Fokke prees zich daarom gelukkig met de nieuwe echtgenoot van zijn ex-vrouw!
Debbie was inmiddels een jaar of zeven en haar halfzus Suzan (eerder geboren dochter van Chris uit een andere verbintenis) twaalf, toen Herman en Chris besloten om een zeilvakantie op zee te houden. Dat was een ingewikkelde onderneming, omdat er thuis twee kinderen achterbleven, alsmede twee honden en zes katten. En dat allemaal gestouwd in een halfvrijstaande villa-achtige woning, die uiteraard ook moest worden bewaakt en schoon gehouden. Net als de achtergebleven auto. Alleen al het voeden en bezighouden van de levende have was een flinke klus. Kandidaten voor een tijdelijke oppasfunctie waren er zeker. Voor elke taak apart zeker. Maar Herman en Chris konden niet zo gauw iemand vinden, aan wie ze dit allemaal tegelijkertijd konden toevertrouwen. Die persoon moest vier weken lang een dwarse puber, een soms opstandig klein kind, een neurotische boerenfox, een vijfentachtig kilogram zware Mastiff (met de naam Kolossus), zes katten, een groot huis en een auto beheren. Potentiële kandidaten bleken telkens ongeschikt. Of als ze wel geschikt waren, zoals Chris' moeder oma Mies, gewoonweg te oud of te gammel. En mensen die drie keer per dag durfden wandelen met die veel grotere broer van Cujo lagen niet voor het opscheppen. Kortom, de meesten keken wel uit om vier weken zo te sloven.

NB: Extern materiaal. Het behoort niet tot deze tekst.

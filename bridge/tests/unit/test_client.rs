//! Retry-once policy of the cloud client

use http::Method;
use serde_json::{json, Value};

use yadevices::authn::session_mngr::SessionManagerExt;

use crate::common::Harness;

#[tokio::test]
async fn test_post_retries_once_with_fresh_token_after_403() {
    let h = Harness::new().await;
    h.state.session_mngr.set_csrf_token(Some("stale".to_string())).await;
    h.csrf_page("fresh");

    let url = h.endpoints.scenario_actions("sc-1");
    h.transport.on(Method::POST, &url, 403, json!({"status": "error"}));
    h.transport.on(Method::POST, &url, 200, json!({"status": "ok"}));

    let result = h.state.client.trigger_scenario("sc-1").await;
    assert_eq!(result, Some(json!({"status": "ok"})));
    assert_eq!(h.state.session_mngr.refresh_count(), 1);

    let sent = h.transport.requests_to(&Method::POST, &url);
    assert_eq!(sent.len(), 2);
    assert_eq!(sent[0].header_value("x-csrf-token"), Some("stale"));
    assert_eq!(sent[1].header_value("x-csrf-token"), Some("fresh"));
    assert_eq!(sent[1].header_value("content-type"), Some("application/json"));
}

#[tokio::test]
async fn test_second_failure_is_returned_without_third_attempt() {
    let h = Harness::new().await;
    h.state.session_mngr.set_csrf_token(Some("stale".to_string())).await;
    h.csrf_page("fresh");

    let url = h.endpoints.scenario_actions("sc-1");
    h.transport.on(Method::POST, &url, 403, json!({"status": "error", "n": 1}));
    h.transport.on(Method::POST, &url, 403, json!({"status": "error", "n": 2}));

    let result = h.state.client.trigger_scenario("sc-1").await;
    assert_eq!(result, Some(json!({"status": "error", "n": 2})));
    assert_eq!(h.transport.requests_to(&Method::POST, &url).len(), 2);
    assert_eq!(h.state.session_mngr.refresh_count(), 1);
}

#[tokio::test]
async fn test_bad_request_is_not_retried() {
    let h = Harness::new().await;
    h.state.session_mngr.set_csrf_token(Some("tok".to_string())).await;

    let url = h.endpoints.scenario_actions("sc-1");
    let body = json!({"status": "error", "code": "BAD_REQUEST"});
    h.transport.on(Method::POST, &url, 400, body.clone());

    let result = h.state.client.trigger_scenario("sc-1").await;
    assert_eq!(result, Some(body));
    assert_eq!(h.transport.requests_to(&Method::POST, &url).len(), 1);
    assert_eq!(h.state.session_mngr.refresh_count(), 0);
}

#[tokio::test]
async fn test_unauthorized_yields_none() {
    let h = Harness::new().await;
    let url = h.endpoints.devices();
    h.transport.on(Method::GET, &url, 401, json!({"status": "error"}));

    assert_eq!(h.state.client.get(&url).await, None);
    assert_eq!(h.transport.requests_to(&Method::GET, &url).len(), 1);
}

#[tokio::test]
async fn test_transport_failure_yields_none() {
    let h = Harness::new().await;
    assert_eq!(h.state.client.get(&h.endpoints.devices()).await, None);
}

#[tokio::test]
async fn test_get_with_unreadable_body_is_repeated_then_null() {
    let h = Harness::new().await;
    let url = h.endpoints.devices();
    h.transport.on_raw(
        Method::GET,
        &url,
        yadevices::http::transport::HttpResponse::new(http::StatusCode::OK, "<html>"),
    );

    assert_eq!(h.state.client.get(&url).await, Some(Value::Null));

    let sent = h.transport.requests_to(&Method::GET, &url);
    assert_eq!(sent.len(), 2);
    assert!(sent.iter().all(|r| r.header_value("x-csrf-token").is_none()));
    assert_eq!(sent[0].cookies.get("Session_id").map(String::as_str), Some("sess-1"));
}

#[tokio::test]
async fn test_concurrent_calls_share_one_refresh() {
    let h = Harness::new().await;
    h.csrf_page("shared");

    let first = h.endpoints.scenario_actions("a");
    let second = h.endpoints.scenario_actions("b");
    h.transport.on(Method::POST, &first, 200, json!({"status": "ok"}));
    h.transport.on(Method::POST, &second, 200, json!({"status": "ok"}));

    let (a, b) = tokio::join!(
        h.state.client.trigger_scenario("a"),
        h.state.client.trigger_scenario("b")
    );
    assert!(yadevices::http::client::is_ok(a.as_ref()));
    assert!(yadevices::http::client::is_ok(b.as_ref()));
    assert_eq!(h.state.session_mngr.refresh_count(), 1);
    assert_eq!(
        h.state.session_mngr.csrf_token().await,
        Some("shared".to_string())
    );
}

#[tokio::test]
async fn test_missing_token_sends_empty_header() {
    let h = Harness::new().await;
    h.transport.on_raw(
        Method::GET,
        &h.endpoints.csrf_page,
        yadevices::http::transport::HttpResponse::new(http::StatusCode::OK, "no token here"),
    );
    let url = h.endpoints.scenario_actions("sc-1");
    h.transport.on(Method::POST, &url, 200, json!({"status": "ok"}));

    let result = h.state.client.trigger_scenario("sc-1").await;
    assert_eq!(result, Some(json!({"status": "ok"})));
    let sent = h.transport.requests_to(&Method::POST, &url);
    assert_eq!(sent[0].header_value("x-csrf-token"), Some(""));
}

Erg lang hebben Chris en Herman niet gezocht; de naam, die steeds weer naar boven dreef, was die van de voor gestoord versleten Fokke. Dat werd een nogal pikante situatie als ze hem zouden vragen! Tenslotte had Chris jarenlang iedereen, ook wie het niet horen wilde, uitgebreid geïnformeerd over Fokkes slechte uitstraling. Inmiddels was in brede kringen bekend dat hij een deprimerende invloed had op het welzijn van kinderen. En ironisch genoeg werd het gelijk van Chris, zij het onbedoeld, bewezen door Fokke zelf: hij toonde zich inderdaad niet goed snik. Desgevraagd stemde hij namelijk in met vier weken zorgen voor de hele tent.
Om de spanning nog wat op te drijven, bracht hij - toen het zover was - zijn eigen hond (een maf loeder), een kookboek en twee snelkookpannen mee. De laatste attributen (minus de hond), omdat Chris al uitgebreid haar verwachting had uitgesproken dat het vier weken lang ontdooien van diepvriesmaaltijden zou worden. Vier weken een malloot laten oppassen… is dat geen staaltje inconsequentie?
In ieder geval is het een bizarre oefening in opportunisme.